First term as governor of Guatemala
In 1535, Pedro de Alvarado, previous governor of Guatemala, returned in defeat from Peru. Not only was his expedition a failure, but upon his return he was faced with a trial over his reckless adventure without royal approval, and for taking Guatemalan Indians with him, many of whom died on the expedition. On October 27, 1535 the Audiencia of Mexico, which had loose jurisdiction over Guatemala, dismissed him from the governorship of the province and sent Alonso de Maldonado as provisional governor and juez de residencia ("judge of grievances") to look into his conduct. Alverado had many enemies in Guatemala, and there were many grievances against him. To avoid a trial, he fled to Honduras to fight rebellious Indians, and later to Spain.
Maldonado brought with him a reputation for honesty and justice, for the Indigenous as well as the Spaniards, and he preserved this reputation during his government of Guatemala.
In 1537 Maldonado granted Fray Bartolomé de las Casas jurisdiction over the territory of Tezulutlán, or Land of War, in Guatemala. Maldonado agreed to the exclusion of other Spaniards from the region for five years. Las Casas was a Dominican, and the Dominicans peacefully converted the Indigenous population. The area was renamed Vera Paz, or True Peace.
In 1539 Alvarado returned from Spain, bringing with him royal privileges and concessions granting immunity from the threatened trial and replacing Maldonado as governor. Alvarado was named governor of Guatemala for seven years, and also governor of neighboring Honduras, a position he had not held previously. His contacts in the Spanish Court, coupled with his diplomatic skill, had returned control of the government to him. After spending five months in Honduras, he entered Santiago de los Caballeros (Antigua Guatemala) on September 15, 1539, replacing Maldonado. Maldonado was forced to return to Mexico.
While in Spain, Alvarado had married [[Beatriz de la Cueva]],] sister of his previous wife and, like her, a niece of Francisco de los Cobos, secretary to the Emperor. Also arriving with Alvarado was a group of single women seeking husbands among the colonists and conquistadors of Santiago.
Second term as governor of Guatemala
Pedro de Alvarado died in 1541, and his widow Beatriz was elected governor of Guatemala. However she soon died as well, and in 1542 her brother Francisco de la Cueva and Bishop Francisco Marroquín (1499–1563) were elected co-governors.

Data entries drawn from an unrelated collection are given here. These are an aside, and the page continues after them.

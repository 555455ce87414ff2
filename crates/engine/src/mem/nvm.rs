//! NVM sink contract and timing model.
//!
//! The sink accepts 8-byte write records and read requests, acknowledging
//! reads after `t_rcd + t_cl` and writes after `t_wr`. It serves one access
//! at a time; a second access issued while busy queues behind the first
//! (bank serialization), and the engine's drain loop pauses until the sink
//! reports ready. Functional (untimed) reads expose the stored contents for
//! verification.

use std::collections::HashMap;

use crate::common::addr::{Tick, is_partial_aligned};
use crate::common::data::WriteRecord;
use crate::config::NvmConfig;

/// Contract for the non-volatile backend.
///
/// Implementors must be `Send + Sync` so simulations can move across threads.
pub trait NvmSink: Send + Sync {
    /// Earliest tick at which the sink can begin a new access.
    fn ready_at(&self) -> Tick;

    /// Issues a timed 8-byte write. Returns the completion tick.
    ///
    /// An access issued before `ready_at` queues behind the in-flight one.
    fn write(&mut self, record: WriteRecord, now: Tick) -> Tick;

    /// Issues a timed 8-byte read. Returns the value and its completion tick.
    fn read(&mut self, addr: u64, now: Tick) -> (u64, Tick);

    /// Reads stored contents without consuming time (verification only).
    fn read_functional(&self, addr: u64) -> u64;
}

/// Latency-model sink with sparse 8-byte-granular contents.
pub struct NvmModel {
    t_rcd: Tick,
    t_cl: Tick,
    t_wr: Tick,
    busy_until: Tick,
    cells: HashMap<u64, u64>,
}

impl NvmModel {
    /// Creates a sink with the given timing parameters and empty contents.
    pub fn new(config: &NvmConfig) -> Self {
        Self {
            t_rcd: config.t_rcd,
            t_cl: config.t_cl,
            t_wr: config.t_wr,
            busy_until: 0,
            cells: HashMap::new(),
        }
    }

    /// Start tick for an access issued at `now`, honoring bank serialization.
    fn issue_at(&self, now: Tick) -> Tick {
        self.busy_until.max(now)
    }
}

impl NvmSink for NvmModel {
    fn ready_at(&self) -> Tick {
        self.busy_until
    }

    fn write(&mut self, record: WriteRecord, now: Tick) -> Tick {
        if !is_partial_aligned(record.addr) {
            panic!("NVM write to unaligned address {:#x}", record.addr);
        }
        self.cells.insert(record.addr, record.data);
        self.busy_until = self.issue_at(now) + self.t_wr;
        self.busy_until
    }

    fn read(&mut self, addr: u64, now: Tick) -> (u64, Tick) {
        if !is_partial_aligned(addr) {
            panic!("NVM read from unaligned address {:#x}", addr);
        }
        let value = self.cells.get(&addr).copied().unwrap_or(0);
        self.busy_until = self.issue_at(now) + self.t_rcd + self.t_cl;
        (value, self.busy_until)
    }

    fn read_functional(&self, addr: u64) -> u64 {
        self.cells.get(&addr).copied().unwrap_or(0)
    }
}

Bartolomé de las Casas had recommended that Maldonado be appointed president of the new Audiencia of the Confines, and New Spain Viceroy Antonio de Mendoza made him governor of Guatemala and Honduras later in 1542. A group of conquistadors in Honduras insisted that it be governed separately, but they were forced to accept Maldonado.
In 1542 the New Laws of Emperor Charles V were to enter into force in the Spanish dominions in the New World. These were intended to alleviate the plight of the Indigenous, but there was strong opposition to them among the Spanish holders of encomiendas. Maldonado did not enforce them in Guatemala. The New Laws were inspired largely by Las Casas, and because of Maldonado's noncooperation, Las Casas secured his replacement as governor by Alonso López Cerrato in 1548.